Berbaring di tempat tidur ukuran satu setengah meter kali seratus delapan puluh menggugah ingatan Karyo beberapa hari sebelum terjatuh. Puspa benar, dokter memang sangat membantu orang. Kepolosan pemikiran Puspa sebagai alasan memilih cita-cita sebagai dokter saat ditanya gurunya membuat Karyo tersenyum sinis, antara bangga dan pesimis.

Bangga betapa anak desa seusia Puspa ternyata mempunyai angan setinggi langit sementara mana mungkin cita cita Puspa tercapai, untuk makan sehari hari saja kadang harus pinjam sana pinjam sini, lha kalau untuk biaya sekolah setinggi itu, uang dari mana ? “Tuhan sanggupkah aku meruntuhkan cita-cita anakku,” Karyo mendesah panjang.

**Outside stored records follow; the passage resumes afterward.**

use crate::config;
use crate::types::{CastLead, Mention, PostReceipt};
use anyhow::Context as _;
use reqwest::Url;
use serde::Deserialize;
use serde_json::json;
use tracing::warn;

/// Client for the Neynar Farcaster API.
///
/// Read paths return empty collections on any failure so a flaky social
/// feed reads as "no mentions / no hits", never as a cycle error.
pub struct NeynarClient {
    http: reqwest::Client,
    api_url: String,
    api_key: Option<String>,
}

#[derive(Debug, Deserialize)]
struct NotificationsEnvelope {
    #[serde(default)]
    notifications: Vec<Notification>,
}

#[derive(Debug, Deserialize)]
struct Notification {
    cast: Option<CastData>,
}

#[derive(Debug, Deserialize)]
struct SearchEnvelope {
    result: Option<SearchResult>,
}

#[derive(Debug, Deserialize)]
struct SearchResult {
    #[serde(default)]
    casts: Vec<CastData>,
}

#[derive(Debug, Deserialize)]
struct CastData {
    hash: Option<String>,
    text: Option<String>,
    author: Option<Author>,
}

#[derive(Debug, Deserialize)]
struct Author {
    username: Option<String>,
    #[serde(default)]
    verifications: Vec<String>,
}

#[derive(Debug, Deserialize)]
struct PostEnvelope {
    cast: Option<PostedCast>,
}

#[derive(Debug, Deserialize)]
struct PostedCast {
    hash: Option<String>,
}

impl NeynarClient {
    pub fn new(cfg: &config::Neynar, api_key: Option<&str>) -> Self {
        Self {
            http: reqwest::Client::new(),
            api_url: cfg.api_url.trim_end_matches('/').to_string(),
            api_key: api_key.map(str::to_string),
        }
    }

    pub fn has_credentials(&self) -> bool {
        self.api_key.is_some()
    }

    fn mentions_url(&self, fid: &str, limit: u32) -> anyhow::Result<String> {
        let mut url = Url::parse(&format!("{}/notifications/type", self.api_url))
            .context("neynar.api_url is not a valid absolute URL")?;
        {
            let mut qp = url.query_pairs_mut();
            qp.append_pair("fid", fid);
            qp.append_pair("type", "mentions");
            qp.append_pair("limit", &limit.to_string());
        }
        Ok(url.to_string())
    }

    fn search_url(&self, query: &str, limit: u32) -> anyhow::Result<String> {
        let mut url = Url::parse(&format!("{}/cast/search", self.api_url))
            .context("neynar.api_url is not a valid absolute URL")?;
        {
            let mut qp = url.query_pairs_mut();
            qp.append_pair("q", query);
            qp.append_pair("limit", &limit.to_string());
        }
        Ok(url.to_string())
    }

    async fn get_json<T: serde::de::DeserializeOwned>(&self, url: &str) -> anyhow::Result<T> {
        let Some(key) = &self.api_key else {
            anyhow::bail!("no Neynar API key configured");
        };
        let body = self
            .http
            .get(url)
            .header("api_key", key.clone())
            .header("accept", "application/json")
            .send()
            .await?
            .error_for_status()?
            .text()
            .await?;
        Ok(serde_json::from_str(&body)?)
    }

    /// Mentions of the agent account, flattened. Empty on failure.
    pub async fn fetch_mentions(&self, fid: &str, limit: u32) -> Vec<Mention> {
        let url = match self.mentions_url(fid, limit) {
            Ok(url) => url,
            Err(e) => {
                warn!(fid, error = %e, "cannot build mentions URL");
                return Vec::new();
            }
        };
        match self.get_json::<NotificationsEnvelope>(&url).await {
            Ok(envelope) => envelope
                .notifications
                .into_iter()
                .filter_map(|n| n.cast)
                .filter_map(|cast| {
                    Some(Mention {
                        hash: cast.hash?,
                        author: cast
                            .author
                            .as_ref()
                            .and_then(|a| a.username.clone())
                            .unwrap_or_default(),
                        address: cast
                            .author
                            .as_ref()
                            .and_then(|a| a.verifications.first().cloned()),
                        text: cast.text.unwrap_or_default(),
                    })
                })
                .collect(),
            Err(e) => {
                warn!(fid, error = %e, "failed to fetch mentions");
                Vec::new()
            }
        }
    }

    /// Keyword search over the public feed. Empty on failure.
    pub async fn search_casts(&self, query: &str, limit: u32) -> Vec<CastLead> {
        let url = match self.search_url(query, limit) {
            Ok(url) => url,
            Err(e) => {
                warn!(query, error = %e, "cannot build cast search URL");
                return Vec::new();
            }
        };
        match self.get_json::<SearchEnvelope>(&url).await {
            Ok(envelope) => envelope
                .result
                .map(|r| r.casts)
                .unwrap_or_default()
                .into_iter()
                .map(|cast| CastLead {
                    author: cast
                        .author
                        .as_ref()
                        .and_then(|a| a.username.clone())
                        .unwrap_or_default(),
                    address: cast
                        .author
                        .as_ref()
                        .and_then(|a| a.verifications.first().cloned()),
                    text: cast.text.unwrap_or_default(),
                })
                .collect(),
            Err(e) => {
                warn!(query, error = %e, "cast search failed");
                Vec::new()
            }
        }
    }

    /// Post a cast, optionally as a reply to `parent_hash`.
    /// A failed post is a `success: false` receipt, never an error.
    pub async fn post_cast(
        &self,
        signer_uuid: &str,
        text: &str,
        parent_hash: Option<&str>,
    ) -> PostReceipt {
        let Some(key) = &self.api_key else {
            return PostReceipt {
                success: false,
                id: None,
            };
        };

        let mut body = json!({
            "signer_uuid": signer_uuid,
            "text": text,
        });
        if let Some(parent) = parent_hash {
            body["parent"] = json!(parent);
        }

        let url = format!("{}/cast", self.api_url);
        let response = self
            .http
            .post(&url)
            .header("api_key", key.clone())
            .header("accept", "application/json")
            .json(&body)
            .send()
            .await;

        match response {
            Ok(resp) if resp.status().is_success() => {
                let id = resp
                    .json::<PostEnvelope>()
                    .await
                    .ok()
                    .and_then(|e| e.cast)
                    .and_then(|c| c.hash);
                PostReceipt { success: true, id }
            }
            Ok(resp) => {
                warn!(status = %resp.status(), "cast post rejected");
                PostReceipt {
                    success: false,
                    id: None,
                }
            }
            Err(e) => {
                warn!(error = %e, "cast post failed");
                PostReceipt {
                    success: false,
                    id: None,
                }
            }
        }
    }
}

“Ada apa pak masih terasa sakit?” Sarti menengok kekanan. Terkejut dengan suara suaminya yang mendesah panjang. Karyopun tersadarkan dari melamunnya,” Tidak ada bu, hanya ini aku ingin duduk sudah capek tiduran.” Sartipun membantu suaminya duduk dengan mengangkat pundak dan memberikan bantal dipunggungnya.

Mulailah Karyo bercerita kepada istrinya tentang percakapan beberapa hari yang lalu dengan Puspa saat di gubuk tempat istirahat pekerja pemecah batu putih. “Setiap anak punya rejekinya masing-masing pak, demikian juga dengan Puspa, biarkan dia tetap semangat dengan cita-citanya, kita sebagai orang tua hanya mendoakan, semoga doa kita diijabahi Tuhan, qadarullah membawa Puspa menggapai cita-citanya,” Kata Sarti menanggapi cerita suaminya.

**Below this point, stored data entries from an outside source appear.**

use crate::classifier::Signal;

/// High-water mark for one wallet's feed: the newest settlement time
/// already processed, plus the hash it came from.
#[derive(Debug, Clone, Copy, PartialEq, Eq)]
pub struct Watermark {
    pub timestamp_ms: i64,
}

impl Watermark {
    /// 0 admits the entire first page, bounded by the fetch page size.
    pub fn cold_start() -> Self {
        Self { timestamp_ms: 0 }
    }
}

/// Signals strictly newer than the watermark, in feed order
/// (most-recent-first). Strict comparison: a signal whose timestamp
/// equals the watermark was already processed in an earlier cycle, and
/// a replayed page with unchanged timestamps selects nothing.
pub fn select_new<'a>(signals: &'a [Signal], mark: Watermark) -> Vec<&'a Signal> {
    signals
        .iter()
        .filter(|s| s.timestamp_ms > mark.timestamp_ms)
        .collect()
}

/// Watermark advancement after processing a page: the newest entry
/// carrying a usable timestamp, whether or not it was a trade. Entries
/// the feed left untimed classify to 0 and are passed over, so a page
/// can only ever move the mark forward. `None` when nothing on the
/// page is timed, which leaves the stored watermark untouched.
pub fn page_watermark(signals: &[Signal]) -> Option<(i64, Option<&str>)> {
    let newest = signals.iter().find(|s| s.timestamp_ms > 0)?;
    Some((newest.timestamp_ms, newest.hash.as_deref()))
}

#[cfg(test)]
mod tests {
    use super::*;
    use common::types::Side;

    fn signal(hash: &str, timestamp_ms: i64) -> Signal {
        Signal {
            hash: Some(hash.to_string()),
            chain_id: Some("base".to_string()),
            timestamp_ms,
            side: Side::Buy,
            token_address: Some("0xdegen".to_string()),
            symbol: "DEGEN".to_string(),
            is_trade: true,
            operation: "trade".to_string(),
        }
    }

    #[test]
    fn test_cold_start_admits_full_page() {
        let page = vec![signal("0xc", 3000), signal("0xb", 2000), signal("0xa", 1000)];
        let new = select_new(&page, Watermark::cold_start());
        assert_eq!(new.len(), 3);
    }

    #[test]
    fn test_strictly_newer_only() {
        let page = vec![signal("0xc", 3000), signal("0xb", 2000), signal("0xa", 1000)];
        let new = select_new(&page, Watermark { timestamp_ms: 2000 });
        assert_eq!(new.len(), 1);
        assert_eq!(new[0].hash.as_deref(), Some("0xc"));
    }

    #[test]
    fn test_replayed_page_selects_nothing() {
        let page = vec![signal("0xc", 3000), signal("0xb", 2000)];
        let new = select_new(&page, Watermark { timestamp_ms: 3000 });
        assert!(new.is_empty());
    }

    #[test]
    fn test_advancement_uses_page_head() {
        let page = vec![signal("0xc", 3000), signal("0xb", 2000)];
        let (ts, hash) = page_watermark(&page).unwrap();
        assert_eq!(ts, 3000);
        assert_eq!(hash, Some("0xc"));
    }

    #[test]
    fn test_empty_page_keeps_watermark() {
        assert!(page_watermark(&[]).is_none());
    }

    #[test]
    fn test_untimed_head_does_not_move_mark_back() {
        // A page whose newest entry has no settlement time must not
        // reset the mark to 0; the first timed entry speaks for the page.
        let page = vec![signal("0xuntimed", 0), signal("0xb", 2000)];
        let (ts, hash) = page_watermark(&page).unwrap();
        assert_eq!(ts, 2000);
        assert_eq!(hash, Some("0xb"));
    }

    #[test]
    fn test_fully_untimed_page_yields_no_mark() {
        let page = vec![signal("0xa", 0), signal("0xb", 0)];
        assert!(page_watermark(&page).is_none());
    }

    #[test]
    fn test_zero_timestamp_signals_never_selected() {
        // Feed entries without a mined_at classify to timestamp 0 and must
        // not be replayed once any real watermark exists.
        let page = vec![signal("0xnots", 0)];
        assert!(select_new(&page, Watermark { timestamp_ms: 1 }).is_empty());
        assert_eq!(select_new(&page, Watermark::cold_start()).len(), 0);
    }
}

“Puspa Ananingrum binti Karyo,” suara MC sampailah pada pemanggilan anak Karyo. Panggilan yang sudah ditunggu-tunggu sejak lama, dengan bangga sambil menitikkan air mata Karyo berdiri sebagai tanda pendampingan anaknya maju ke panggung wisuda S.1 lulusan fakultas kedokteran. Kalimat-kalimat istrinya beberapa tahun silam kini telah terbukti dan terwujud.

Perjalanan belajar Puspa tertolong dengan bea siswa setiap jenjang yang dilaluinya. Usaha keras Puspa untuk masuk Perguruan Tinggi dengan bea siswa bidik misi terwujud juga. Liku-liku perjalanan Puspa menggapai cita-cita menjadi dokter sudah sampai pada wisuda.

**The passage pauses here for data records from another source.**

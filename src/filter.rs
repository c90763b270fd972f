//! Resource filters for scoped audits

use crate::freshness::on_or_after_cutoff;
use crate::license::license_matches;
use crate::types::Resource;
use chrono::{DateTime, Utc};
use serde::{Deserialize, Serialize};

/// Filter criteria for a scoped audit.
///
/// Every criterion that is set must hold (logical AND); unset criteria
/// impose no constraint. String criteria compare the whole value ignoring
/// case, so an unknown value simply matches nothing.
#[derive(Debug, Clone, Default, PartialEq, Eq, Serialize, Deserialize)]
pub struct FilterOptions {
    pub category: Option<String>,
    pub sub_category: Option<String>,
    pub author: Option<String>,
    pub license: Option<String>,
    /// Keep only resources whose origin is no longer active
    pub inactive_only: bool,
    /// Keep only resources without a license
    pub no_license_only: bool,
    /// Keep only resources added within the last N days
    pub recent_days: Option<u32>,
}

impl FilterOptions {
    /// True if no criterion is set (high-level audit)
    pub fn is_empty(&self) -> bool {
        self.category.is_none()
            && self.sub_category.is_none()
            && self.author.is_none()
            && self.license.is_none()
            && !self.inactive_only
            && !self.no_license_only
            && self.recent_days.is_none()
    }

    /// Check a single resource against every set criterion
    pub fn matches(&self, resource: &Resource, now: DateTime<Utc>) -> bool {
        if let Some(category) = &self.category {
            if !same_value(&resource.category, category) {
                return false;
            }
        }

        if let Some(sub_category) = &self.sub_category {
            match &resource.sub_category {
                Some(value) if same_value(value, sub_category) => {}
                _ => return false,
            }
        }

        if let Some(author) = &self.author {
            if !same_value(&resource.author, author) {
                return false;
            }
        }

        if let Some(license) = &self.license {
            if !license_matches(resource.license.as_deref(), license) {
                return false;
            }
        }

        if self.inactive_only && resource.active {
            return false;
        }

        if self.no_license_only && resource.license.is_some() {
            return false;
        }

        if let Some(days) = self.recent_days {
            match resource.added_at {
                Some(added) if on_or_after_cutoff(added, now, days) => {}
                _ => return false,
            }
        }

        true
    }

    /// Human-readable list of the criteria that are set
    pub fn describe(&self) -> Vec<(&'static str, String)> {
        let mut active = Vec::new();
        if let Some(v) = &self.category {
            active.push(("Category", v.clone()));
        }
        if let Some(v) = &self.sub_category {
            active.push(("Sub Category", v.clone()));
        }
        if let Some(v) = &self.author {
            active.push(("Author", v.clone()));
        }
        if let Some(v) = &self.license {
            active.push(("License", v.clone()));
        }
        if self.inactive_only {
            active.push(("Inactive Only", "true".to_string()));
        }
        if self.no_license_only {
            active.push(("No License Only", "true".to_string()));
        }
        if let Some(days) = self.recent_days {
            active.push(("Recent Days", days.to_string()));
        }
        active
    }
}

fn same_value(value: &str, wanted: &str) -> bool {
    value.to_lowercase() == wanted.to_lowercase()
}

/// Apply the filters, keeping source order
pub fn filter_resources<'a>(
    resources: &'a [Resource],
    filters: &FilterOptions,
    now: DateTime<Utc>,
) -> Vec<&'a Resource> {
    resources
        .iter()
        .filter(|resource| filters.matches(resource, now))
        .collect()
}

Benar kata istri Karyo qadarullah tidak ada yang mampu menebak sebelumnya. Meski kata orang mustahil seperti merindukan bulan menggapai bintang, tidak ada yang mustahil bagi Tuhan. Demikian juga perjalanan selanjutnya menjadi dokter sesungguhnya bagi Puspa, tidak ada yang perlu diragukan dengan doa. Apalagi doa orang tua.